The iconic Cargills building in the centre of Colombo Fort was originally the residence of Captain Pieter Sluysken, the former Dutch military commander of Galle. It was subsequently occupied by the first British Governor of Ceylon, Sir Frederick North, who lived there for a short time before moving to a spacious villa in Hulftsdorp. The building was acquired by Cargills in 1896, while D.S. Cargill was Chairman, Walter Hamilton was the Director and William Jenkins was the General Manager. Construction of the current building commenced in 1902, it was designed by Edward Skinner, built by Walker Sons and Company and completed in 1906. A foundation stone dated 1684 and a wooden statue of Minerva (Roman goddess of wisdom, arts and trade), both retrieved from the gable end of Sluysken's house, are preserved by the ground floor lift. By 1909 employed "an executive staff of 32 Europeans and 600 hands."

Following a successful bid by Sir Chittampalam A. Gardiner, the business was incorporated as a Public limited company on 1 March 1946.

=== Transformation ===
In 1981 Ceylon Theatres (now CT Holdings PLC) acquired a controlling interest in the company and Albert A. Page was appointed the Managing Director, and became Chairman in 1982.
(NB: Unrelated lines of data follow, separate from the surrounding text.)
//! Inference handlers: chat/completions, completions, responses,
//! embeddings, reranking.

use axum::body::Body;
use axum::extract::State;
use axum::http::header;
use axum::response::{IntoResponse, Response};
use axum::Json;
use serde_json::Value;
use tokio_stream::wrappers::ReceiverStream;
use tokio_stream::StreamExt as _;

use crate::error::ApiResult;
use crate::server::state::ServerState;

/// Merge `/params` defaults into a request without overriding fields the
/// caller set explicitly.
async fn apply_param_defaults(state: &ServerState, request: &mut Value) {
    let params = state.params.read().await;
    let (Some(defaults), Some(body)) = (params.as_object(), request.as_object_mut()) else {
        return;
    };
    for (key, value) in defaults {
        body.entry(key.clone()).or_insert_with(|| value.clone());
    }
}

/// `enable_thinking=false` opts the request out of reasoning by prepending
/// `/no_think` to the last user message.
fn apply_thinking_toggle(request: &mut Value) {
    let disabled = request.get("enable_thinking") == Some(&Value::Bool(false));
    if let Some(body) = request.as_object_mut() {
        body.remove("enable_thinking");
    }
    if !disabled {
        return;
    }
    let Some(messages) = request.get_mut("messages").and_then(Value::as_array_mut) else {
        return;
    };
    let last_user = messages
        .iter_mut()
        .rev()
        .find(|m| m.get("role").and_then(Value::as_str) == Some("user"));
    if let Some(message) = last_user {
        if let Some(content) = message.get("content").and_then(Value::as_str) {
            let patched = format!("/no_think {content}");
            message["content"] = Value::String(patched);
        }
    }
}

fn wants_stream(request: &Value) -> bool {
    request.get("stream") == Some(&Value::Bool(true))
}

fn sse_response(rx: tokio::sync::mpsc::Receiver<bytes::Bytes>) -> Response {
    let stream = ReceiverStream::new(rx).map(Ok::<_, std::convert::Infallible>);
    Response::builder()
        .header(header::CONTENT_TYPE, "text/event-stream")
        .header(header::CACHE_CONTROL, "no-cache")
        .body(Body::from_stream(stream))
        .unwrap_or_else(|_| Response::new(Body::empty()))
}

pub async fn chat_completions_handler(
    State(state): State<ServerState>,
    Json(mut request): Json<Value>,
) -> ApiResult<Response> {
    apply_param_defaults(&state, &mut request).await;
    apply_thinking_toggle(&mut request);

    if wants_stream(&request) {
        let rx = state.router.forward_stream("/chat/completions", &request).await?;
        return Ok(sse_response(rx));
    }
    let response = state.router.chat_completion(&request).await?;
    Ok(Json(response).into_response())
}

pub async fn completions_handler(
    State(state): State<ServerState>,
    Json(mut request): Json<Value>,
) -> ApiResult<Response> {
    apply_param_defaults(&state, &mut request).await;

    if wants_stream(&request) {
        let rx = state.router.forward_stream("/completions", &request).await?;
        return Ok(sse_response(rx));
    }
    let response = state.router.completion(&request).await?;
    Ok(Json(response).into_response())
}

pub async fn responses_handler(
    State(state): State<ServerState>,
    Json(request): Json<Value>,
) -> ApiResult<Json<Value>> {
    Ok(Json(state.router.responses(&request).await?))
}

pub async fn embeddings_handler(
    State(state): State<ServerState>,
    Json(request): Json<Value>,
) -> ApiResult<Json<Value>> {
    Ok(Json(state.router.embeddings(&request).await?))
}

pub async fn reranking_handler(
    State(state): State<ServerState>,
    Json(request): Json<Value>,
) -> ApiResult<Json<Value>> {
    Ok(Json(state.router.reranking(&request).await?))
}

#[cfg(test)]
mod tests {
    use super::*;
    use serde_json::json;

    #[test]
    fn test_no_think_prepended_to_last_user_message() {
        let mut request = json!({
            "enable_thinking": false,
            "messages": [
                {"role": "user", "content": "first"},
                {"role": "assistant", "content": "reply"},
                {"role": "user", "content": "second"}
            ]
        });
        apply_thinking_toggle(&mut request);
        assert_eq!(request["messages"][2]["content"], "/no_think second");
        assert_eq!(request["messages"][0]["content"], "first");
        assert!(request.get("enable_thinking").is_none());
    }

    #[test]
    fn test_thinking_enabled_leaves_messages_alone() {
        let mut request = json!({
            "enable_thinking": true,
            "messages": [{"role": "user", "content": "hello"}]
        });
        apply_thinking_toggle(&mut request);
        assert_eq!(request["messages"][0]["content"], "hello");
    }

    #[test]
    fn test_wants_stream() {
        assert!(wants_stream(&json!({"stream": true})));
        assert!(!wants_stream(&json!({"stream": false})));
        assert!(!wants_stream(&json!({})));
    }
}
Under the new management, Cargills explored the potential of innovating on its trading legacy. As a result, in 1983 Cargills established its first supermarket, with the opening of Cargills Food City at Staple Street, Colombo. In years to follow, Cargills expanded its supermarket chain across Sri Lanka.

Cargills ventured into the production of processed meats in 1993 when the Company invested in its first manufacturing facility, in Mattakkuliya. In 1994, Cargills obtained the local franchisee rights for KFC, setting up the first restaurant at the Majestic City shopping complex.

In 2002 it acquired a dairy processing plant and expanded its farmer outgrower network to include dairy farmers. The Magic ice cream brand was the outcome of this endeavour. In the same year, Cargills diversified into agri-processing with the acquisition of the Kist brand.

In 2010 Cargills undertook an aggressive expansion plan in the FMCG sector to ride the growth potential of a growing economy. During that year the Company expanded its interests in the dairy sector by acquiring Kotmale Holdings PLC and entered another growing category with the acquisition of a manufacturing plant, now marketed under the Kist brand.

In 2011, the Company secured a provisional commercial banking license from the Central Bank of Sri Lanka and commenced operations in 2014.

Cargills acquired the franchise license for T.G.I. Friday's and opened its first restaurant at Colombo Fort in October 2013. The restaurant was later relocated to the One Galle Face mall in Colombo. That same year, Cargills opened the first Cargills Square shopping mall in Jaffna, with the Group's brands being the anchor tenants. These shopping and entertainment malls consists of Cinemas, restaurants, and retail outlets. Cargills has opened five such shopping complexes to date, located in Jaffna, Gampaha, Dematagoda, Bandarawela, and Katubedda.

Cargills along with its parent company CT Holdings also own the Ceylon Theatres cinema business which operates the Regal and Majestic Cinemas.